::: Data extract

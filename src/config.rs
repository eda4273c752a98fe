use std::path::PathBuf;
use std::time::Duration;

use crate::broker::AmqpConfig;
use crate::cadapter::cdn::DEFAULT_CDN_BASE;
use crate::cadapter::s3::S3Config;
use crate::ingest::{DEFAULT_MAX_UPLOAD_SIZE, IngestConfig};
use crate::utils::cli::{Args, BrokerKind, StorageKind};

pub const DEFAULT_FETCH_TIMEOUT: Duration = Duration::from_secs(30);
pub const DEFAULT_BODY_LIMIT: u64 = DEFAULT_MAX_UPLOAD_SIZE;

#[derive(Clone, Debug)]
pub enum StorageConfig {
    Cdn { base_url: String },
    Bucket(S3Config),
    Local { root: PathBuf },
}

#[derive(Clone, Debug)]
pub enum BrokerConfig {
    Amqp {
        amqp: AmqpConfig,
        consumer_urls: Vec<String>,
    },
    Memory,
}

#[derive(Clone, Debug)]
pub struct Config {
    pub host: String,
    pub port: u16,
    pub db_url: String,
    pub storage: StorageConfig,
    pub broker: BrokerConfig,
    pub ingest: IngestConfig,
    pub fetch_timeout: Duration,
    pub body_limit: usize,
}

impl Default for Config {
    fn default() -> Self {
        Self {
            host: "127.0.0.1".to_string(),
            port: 8080,
            db_url: "sqlite::memory:".to_string(),
            storage: StorageConfig::Cdn {
                base_url: DEFAULT_CDN_BASE.to_string(),
            },
            broker: BrokerConfig::Memory,
            ingest: IngestConfig::default(),
            fetch_timeout: DEFAULT_FETCH_TIMEOUT,
            body_limit: DEFAULT_BODY_LIMIT as usize,
        }
    }
}

impl Config {
    /// Checks the command line and collects every problem instead of stopping at the first.
    pub fn from_args(args: &Args) -> Result<Config, Vec<String>> {
        let mut validation_errors = Vec::new();

        if args.fragment_size == 0 {
            validation_errors.push("FRAGMENT_SIZE must be greater than zero".to_string());
        }
        if args.publish_timeout == 0 {
            validation_errors.push("PUBLISH_TIMEOUT must be at least one second".to_string());
        }
        if args.fetch_timeout == 0 {
            validation_errors.push("FETCH_TIMEOUT must be at least one second".to_string());
        }
        // sizes are stored as signed 64-bit integers
        if args.body_limit > i64::MAX as u64 {
            validation_errors.push(format!(
                "BODY_LIMIT `{}` is larger than {}",
                args.body_limit,
                i64::MAX
            ));
        }
        let body_limit = usize::try_from(args.body_limit).unwrap_or_else(|_| {
            validation_errors.push(format!(
                "BODY_LIMIT `{}` does not fit this platform",
                args.body_limit
            ));
            0
        });

        let storage = match args.storage {
            StorageKind::Cdn => {
                if !args.cdn_base_url.starts_with("http") {
                    validation_errors.push(format!(
                        "CDN_BASE_URL `{}` is not an http(s) URL",
                        args.cdn_base_url
                    ));
                }
                StorageConfig::Cdn {
                    base_url: args.cdn_base_url.clone(),
                }
            }
            StorageKind::Bucket => {
                let bucket = args.bucket.clone().unwrap_or_default();
                if bucket.is_empty() {
                    validation_errors
                        .push("BUCKET_NAME is required for bucket storage".to_string());
                }
                StorageConfig::Bucket(S3Config {
                    bucket,
                    prefix: args.bucket_prefix.clone(),
                    region: args.bucket_region.clone(),
                    endpoint: args.bucket_endpoint.clone(),
                    force_path_style: args.bucket_path_style,
                    ..S3Config::default()
                })
            }
            StorageKind::Local => StorageConfig::Local {
                root: PathBuf::from(&args.local_root),
            },
        };

        let broker = match args.broker {
            BrokerKind::Amqp => {
                if args.amqp_url.is_empty() {
                    validation_errors.push("RABBIT_URL cannot be empty".to_string());
                }
                if args.routing_key.is_empty() {
                    validation_errors.push("ROUTING_KEY cannot be empty".to_string());
                }
                for url in &args.consumer_url {
                    if !url.starts_with("http") {
                        validation_errors
                            .push(format!("CONSUMER_URL `{url}` is not an http(s) URL"));
                    }
                }
                BrokerConfig::Amqp {
                    amqp: AmqpConfig {
                        url: args.amqp_url.clone(),
                        queue: args.routing_key.clone(),
                    },
                    consumer_urls: args.consumer_url.clone(),
                }
            }
            BrokerKind::Memory => BrokerConfig::Memory,
        };

        if !validation_errors.is_empty() {
            return Err(validation_errors);
        }

        Ok(Config {
            host: args.host.clone(),
            port: args.port,
            db_url: args.database_url.clone(),
            storage,
            broker,
            ingest: IngestConfig {
                fragment_size: args.fragment_size,
                publish_timeout: Duration::from_secs(args.publish_timeout),
                max_upload_size: args.body_limit,
            },
            fetch_timeout: Duration::from_secs(args.fetch_timeout),
            body_limit,
        })
    }
}
impl Ingestor {
    pub fn new(store: Arc<dyn EntryRepository>, broker: Arc<dyn Broker>, config: IngestConfig) -> Self {
        Self {
            store,
            broker,
            config,
        }
    }

    pub fn config(&self) -> &IngestConfig {
        &self.config
    }

    /// Registers the file and queues its chunks. Returns the new file id.
    ///
    /// Nothing is rolled back on failure: the metadata row and every chunk queued
    /// before the failure stay in place.
    #[tracing::instrument(
        skip(self, content, cancel),
        fields(path = %request.target_path, name = %request.declared_name, size = request.declared_size)
    )]
    pub async fn upload<R>(
        &self,
        request: UploadRequest,
        mut content: R,
        cancel: &CancellationToken,
    ) -> Result<String, AppError>
    where
        R: AsyncRead + Unpin + Send,
    {
        if !is_valid_path(&request.target_path) {
            return Err(AppError::InvalidPath(request.target_path));
        }
        if request.declared_size > self.config.max_upload_size {
            return Err(AppError::BadRequest(format!(
                "declared size {} exceeds the upload limit of {} bytes",
                request.declared_size, self.config.max_upload_size
            )));
        }
        let path = normalize_path(&request.target_path);
        require_directory(self.store.as_ref(), &path).await?;
        let name = resolve_unique_name(self.store.as_ref(), &path, &request.declared_name).await?;

        let fragment_size = self.config.fragment_size.max(1);
        let total = total_fragments(request.declared_size, fragment_size);
        let entry = FileEntry::new_file(name, path, request.declared_size, total);
        let file_id = self
            .store
            .create_entry(entry)
            .await
            .map_err(|e| AppError::MetadataWriteFailed(e.to_string()))?;
        tracing::info!("registered file {file_id} with {total} fragments");

        let broker = self.broker.clone();
        tokio::spawn(async move {
            broker.notify_consumers().await;
        });

        let mut remaining = request.declared_size;
        for sequence in 1..=total {
            if cancel.is_cancelled() {
                return Err(AppError::Cancelled(format!(
                    "upload of {file_id} stopped before fragment {sequence}"
                )));
            }

            let want = remaining.min(fragment_size);
            let mut buf = Vec::with_capacity(want as usize);
            (&mut content).take(want).read_to_end(&mut buf).await?;
            if (buf.len() as u64) < want {
                tracing::warn!(
                    "content of {file_id} ended early: fragment {sequence} has {} of {want} bytes",
                    buf.len()
                );
            }
            remaining = remaining.saturating_sub(want);

            let message = FragmentMessage::new(file_id.clone(), sequence, Bytes::from(buf));
            self.publish(message, cancel).await?;
        }

        let mut trailing = [0u8; 1];
        match content.read(&mut trailing).await {
            Ok(0) => {}
            Ok(_) => tracing::warn!(
                "content of {file_id} is longer than the declared size, trailing bytes ignored"
            ),
            Err(e) => tracing::warn!("failed to check {file_id} for trailing content: {e}"),
        }

        tracing::info!("queued all {total} fragments of {file_id}");
        Ok(file_id)
    }

    async fn publish(&self, message: FragmentMessage, cancel: &CancellationToken) -> Result<(), AppError> {
        let file_id = message.file_id.clone();
        let sequence = message.sequence;

        let published = tokio::select! {
            biased;
            _ = cancel.cancelled() => {
                return Err(AppError::Cancelled(format!(
                    "upload of {file_id} stopped while publishing fragment {sequence}"
                )));
            }
            res = tokio::time::timeout(self.config.publish_timeout, self.broker.publish(message)) => res,
        };

        match published {
            Ok(Ok(())) => Ok(()),
            Ok(Err(e)) => Err(AppError::EnqueueFailed {
                file_id,
                sequence,
                reason: e.to_string(),
            }),
            Err(_) => Err(AppError::Timeout(format!(
                "publishing fragment {sequence} of {file_id}"
            ))),
        }
    }
}
use serde::Serialize;

use crate::domain::entry::EntryRepository;
use crate::error::AppError;

#[derive(Debug, Clone, Copy, PartialEq, Eq, Serialize)]
pub enum UploadState {
    #[serde(rename = "done")]
    Done,
    #[serde(rename = "in progress")]
    InProgress,
}

#[derive(Debug, Clone, PartialEq, Eq, Serialize)]
#[serde(rename_all = "camelCase")]
pub struct StatusReport {
    pub state: UploadState,
    pub total_fragments: u64,
    pub uploaded_fragments: u64,
}

/// Completion state of an entry, computed from its fragment counts on every call.
pub async fn status(store: &dyn EntryRepository, id: &str) -> Result<StatusReport, AppError> {
    let entry = store
        .get_by_id(id)
        .await?
        .ok_or_else(|| AppError::NotFound(format!("entry {id}")))?;

    let uploaded = entry.uploaded_fragments();
    let state = if uploaded == entry.total_fragments {
        UploadState::Done
    } else {
        UploadState::InProgress
    };
    Ok(StatusReport {
        state,
        total_fragments: entry.total_fragments,
        uploaded_fragments: uploaded,
    })
}
use std::sync::Arc;

use axum::Router;
use axum::routing::{delete, get, post};

use crate::service::dir::{list_dir_handler, list_root_handler};
use crate::service::entry::{delete_handler, mkdir_handler, move_handler, rename_handler};
use crate::service::upload::{status_handler, upload_handler};
use crate::utils::state::AppState;

pub fn create_v1_router() -> Router<Arc<AppState>> {
    Router::new()
        .route("/upload", post(upload_handler))
        .route("/status/{id}", get(status_handler))
        .route("/mkdir", post(mkdir_handler))
        .route("/rename/{id}", post(rename_handler))
        .route("/move/{id}", post(move_handler))
        .route("/delete/{id}", delete(delete_handler))
        .route("/dir", get(list_root_handler))
        .route("/dir/", get(list_root_handler))
        .route("/dir/{*path}", get(list_dir_handler))
}
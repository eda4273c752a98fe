pub mod entry;
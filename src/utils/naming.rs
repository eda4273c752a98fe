use crate::domain::entry::EntryRepository;
use crate::error::AppError;
use crate::utils::paths::join_path;
use crate::utils::validation::sanitize_filename;

/// Splits `a.tar.gz` into (`a.tar`, `.gz`); a name without a dot has no extension.
fn split_extension(name: &str) -> (&str, &str) {
    match name.rfind('.') {
        Some(idx) => name.split_at(idx),
        None => (name, ""),
    }
}

/// Sanitizes `desired` and appends `(n)` before the extension until no sibling
/// under `path` carries the name, e.g. `a.txt` -> `a(1).txt` -> `a(2).txt`.
pub async fn resolve_unique_name(
    store: &dyn EntryRepository,
    path: &str,
    desired: &str,
) -> Result<String, AppError> {
    let sanitized = sanitize_filename(desired);
    if sanitized.is_empty() {
        return Err(AppError::InvalidName(desired.to_string()));
    }

    let (stem, ext) = split_extension(&sanitized);
    let mut candidate = sanitized.clone();
    let mut n = 1u64;
    while store.exists_by_path(&join_path(path, &candidate)).await? {
        candidate = format!("{stem}({n}){ext}");
        n += 1;
    }
    Ok(candidate)
}

#[cfg(test)]
mod tests {
    use super::*;
    use crate::domain::entry::{FileEntry, InMemoryEntryRepository};

    #[test]
    fn test_split_extension() {
        assert_eq!(split_extension("a.txt"), ("a", ".txt"));
        assert_eq!(split_extension("a.tar.gz"), ("a.tar", ".gz"));
        assert_eq!(split_extension("Makefile"), ("Makefile", ""));
        assert_eq!(split_extension(".env"), ("", ".env"));
    }

    #[tokio::test]
    async fn test_collisions_are_numbered() {
        let store = InMemoryEntryRepository::new();
        assert_eq!(resolve_unique_name(&store, "/x", "a.txt").await.unwrap(), "a.txt");

        store
            .create_entry(FileEntry::new_file("a.txt", "/x", 1, 1))
            .await
            .unwrap();
        assert_eq!(resolve_unique_name(&store, "/x", "a.txt").await.unwrap(), "a(1).txt");

        store
            .create_entry(FileEntry::new_file("a(1).txt", "/x", 1, 1))
            .await
            .unwrap();
        assert_eq!(resolve_unique_name(&store, "/x", "a.txt").await.unwrap(), "a(2).txt");

        // other directories do not collide
        assert_eq!(resolve_unique_name(&store, "/y", "a.txt").await.unwrap(), "a.txt");
    }

    #[tokio::test]
    async fn test_sanitized_before_probing() {
        let store = InMemoryEntryRepository::new();
        store
            .create_entry(FileEntry::new_file("my_file.txt", "/", 1, 1))
            .await
            .unwrap();
        assert_eq!(
            resolve_unique_name(&store, "/", "my file!.txt").await.unwrap(),
            "my_file(1).txt"
        );
    }

    #[tokio::test]
    async fn test_empty_after_sanitizing_is_rejected() {
        let store = InMemoryEntryRepository::new();
        let err = resolve_unique_name(&store, "/", "???").await.unwrap_err();
        assert!(matches!(err, AppError::InvalidName(_)));
    }
}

::::::

* _Exercise directions_:
Count how many lines in the data above hold "while", and give that number by itself.

* _Output for this exercise_:
2